WHAT TO WORK ON: Across the entries below, the lines containing "from" should be counted and only their number returned.

Stored items:
• • • •

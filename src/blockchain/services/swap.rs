// src/blockchain/services/swap.rs

use chrono::Utc;
use ethers_core::types::{Address, Bytes, TransactionRequest, U256};
use tracing::info;

use super::{approval, quote, router, token};
use crate::blockchain::{
    amount::{format_units, DecimalAmount},
    chains::{ChainConfig, NATIVE_DECIMALS},
    client::BlockchainClient,
    encryption::EncryptionMode,
    error::AgentError,
    models::{QuoteRequest, QuoteResult, SwapRequest, SwapResult, SwapRoute},
    resolver::{is_blank, resolve, ResolvedToken},
};

/// Router calls expire this many seconds after they are built.
pub const DEADLINE_SECS: i64 = 5 * 60;

/// Picks the router entry point from the native flags of the two sides.
pub fn plan_route(input: &ResolvedToken, output: &ResolvedToken) -> Result<SwapRoute, AgentError> {
    match (input.is_native, output.is_native) {
        (true, true) => Err(AgentError::NativeToNativeSwap),
        _ if input.address == output.address => Err(AgentError::SameTokenSwap),
        (true, false) => Ok(SwapRoute::ExactNativeForTokens),
        (false, true) => Ok(SwapRoute::ExactTokensForNative),
        (false, false) => Ok(SwapRoute::ExactTokensForTokens),
    }
}

/// A fully priced router call, ready to encode.
#[derive(Debug, Clone, PartialEq, Eq)]
pub struct SwapPlan {
    pub route: SwapRoute,
    pub router: Address,
    pub amount_in: U256,
    pub amount_out_min: U256,
    pub path: [Address; 2],
    pub recipient: Address,
    pub deadline: U256,
}

impl SwapPlan {
    pub fn calldata(&self) -> Bytes {
        match self.route {
            SwapRoute::ExactNativeForTokens => router::swap_exact_eth_for_tokens_call(
                self.amount_out_min,
                &self.path,
                self.recipient,
                self.deadline,
            ),
            SwapRoute::ExactTokensForNative => router::swap_exact_tokens_for_eth_call(
                self.amount_in,
                self.amount_out_min,
                &self.path,
                self.recipient,
                self.deadline,
            ),
            SwapRoute::ExactTokensForTokens => router::swap_exact_tokens_for_tokens_call(
                self.amount_in,
                self.amount_out_min,
                &self.path,
                self.recipient,
                self.deadline,
            ),
        }
    }

    pub fn transaction(&self) -> TransactionRequest {
        let tx = TransactionRequest::new().to(self.router).data(self.calldata());
        match self.route {
            SwapRoute::ExactNativeForTokens => tx.value(self.amount_in),
            _ => tx,
        }
    }
}

struct Validated<'a> {
    chain: &'a ChainConfig,
    router: Address,
    input_ref: &'a str,
    output_ref: &'a str,
    amount: DecimalAmount,
    // as the caller wrote it, echoed back in results
    amount_text: &'a str,
    slippage: f64,
}

// Everything here is local: no network call happens before it succeeds.
fn validate<'a>(client: &'a BlockchainClient, request: &'a SwapRequest) -> Result<Validated<'a>, AgentError> {
    let chain = client.chain(&request.chain)?;

    let input_ref = match request.input_token.as_deref() {
        Some(t) if !is_blank(Some(t)) => t.trim(),
        _ => return Err(AgentError::MissingToken("input")),
    };
    let output_ref = match request.output_token.as_deref() {
        Some(t) if !is_blank(Some(t)) => t.trim(),
        _ => return Err(AgentError::MissingToken("output")),
    };
    if input_ref.eq_ignore_ascii_case(output_ref) {
        return Err(AgentError::SameTokenSwap);
    }

    let amount_text = match request.amount.as_deref() {
        Some(a) if !a.trim().is_empty() => a.trim(),
        _ => return Err(AgentError::MissingAmount),
    };
    let amount = DecimalAmount::parse_positive(amount_text)?;
    let slippage = quote::validate_slippage(request.slippage)?;
    let router = chain
        .router_address
        .ok_or_else(|| AgentError::RouterNotConfigured(chain.name.clone()))?;

    Ok(Validated { chain, router, input_ref, output_ref, amount, amount_text, slippage })
}

async fn token_decimals(client: &BlockchainClient, chain: &ChainConfig, token: &ResolvedToken) -> Result<u8, AgentError> {
    if token.is_native {
        Ok(NATIVE_DECIMALS)
    } else {
        token::decimals(client, chain, token.address).await
    }
}

struct Priced<'a> {
    validated: Validated<'a>,
    input: ResolvedToken,
    output: ResolvedToken,
    output_decimals: u8,
    amount_out: U256,
    plan: SwapPlan,
}

async fn price<'a>(client: &'a BlockchainClient, request: &'a SwapRequest) -> Result<Priced<'a>, AgentError> {
    let validated = validate(client, request)?;
    let chain = validated.chain;

    let input = resolve(validated.input_ref, chain)?;
    let output = resolve(validated.output_ref, chain)?;
    let route = plan_route(&input, &output)?;

    let input_decimals = token_decimals(client, chain, &input).await?;
    let amount_in = validated.amount.to_base_units(input_decimals)?;
    let deadline = U256::from((Utc::now().timestamp() + DEADLINE_SECS) as u64);

    let quoted = quote::calculate_amount_out(
        client,
        chain,
        amount_in,
        input.address,
        output.address,
        validated.slippage,
    )
    .await?;
    // Read independently: the two sides may use different precisions.
    let output_decimals = token_decimals(client, chain, &output).await?;

    let plan = SwapPlan {
        route,
        router: validated.router,
        amount_in,
        amount_out_min: quoted.amount_out_min,
        path: [input.address, output.address],
        recipient: client.gateway().account(),
        deadline,
    };

    Ok(Priced {
        validated,
        input,
        output,
        output_decimals,
        amount_out: quoted.amount_out,
        plan,
    })
}

/// Prices a swap exactly as [`swap`] would, without approving or submitting.
/// For token inputs the router's current allowance is read to report whether
/// an approval would be sent first.
pub async fn quote(client: &BlockchainClient, request: &QuoteRequest) -> Result<QuoteResult, AgentError> {
    let priced = price(client, request).await?;
    let chain = priced.validated.chain;
    let plan = &priced.plan;

    let approval_required = if plan.route.requires_approval() {
        let owner = client.gateway().account();
        let current = token::allowance(client, chain, priced.input.address, owner, plan.router).await?;
        current < plan.amount_in
    } else {
        false
    };

    Ok(QuoteResult {
        chain: chain.name.clone(),
        input_token: priced.validated.input_ref.to_string(),
        output_token: priced.validated.output_ref.to_string(),
        input_address: priced.input.address,
        output_address: priced.output.address,
        route: priced.plan.route,
        amount_in: priced.validated.amount_text.to_string(),
        amount_out: format_units(priced.amount_out, priced.output_decimals),
        amount_out_min: format_units(priced.plan.amount_out_min, priced.output_decimals),
        slippage: priced.validated.slippage,
        approval_required,
    })
}

/// Validate, resolve, quote, approve if needed, submit and confirm one swap.
pub async fn swap(client: &BlockchainClient, request: &SwapRequest, mode: EncryptionMode) -> Result<SwapResult, AgentError> {
    let priced = price(client, request).await?;
    let chain = priced.validated.chain;
    let plan = &priced.plan;
    let encrypt = mode.should_encrypt(request.encrypt);

    let approval_tx = if plan.route.requires_approval() {
        approval::ensure_allowance(client, chain, priced.input.address, plan.router, plan.amount_in, encrypt).await?
    } else {
        None
    };

    let tx_hash = client
        .submit(chain, plan.transaction(), encrypt)
        .await?
        .ok_or(AgentError::SwapNotSubmitted)?;
    client.wait_for_receipt(chain, tx_hash).await?;

    let hash = format!("{:?}", tx_hash);
    info!(
        "Swapped {} {} for {} on {} via {:?} ({})",
        priced.validated.amount, priced.validated.input_ref, priced.validated.output_ref, chain.name, plan.route, hash
    );

    Ok(SwapResult {
        chain: chain.name.clone(),
        explorer_url: chain.tx_url(&hash),
        tx_hash: hash,
        approval_tx_hash: approval_tx.map(|h| format!("{:?}", h)),
        input_token: priced.validated.input_ref.to_string(),
        output_token: priced.validated.output_ref.to_string(),
        input_address: priced.input.address,
        output_address: priced.output.address,
        route: plan.route,
        amount_in: priced.validated.amount_text.to_string(),
        amount_out: format_units(priced.amount_out, priced.output_decimals),
        amount_out_min: format_units(plan.amount_out_min, priced.output_decimals),
        encrypted: encrypt,
    })
}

• • • •

EXERCISE OUTPUT: 2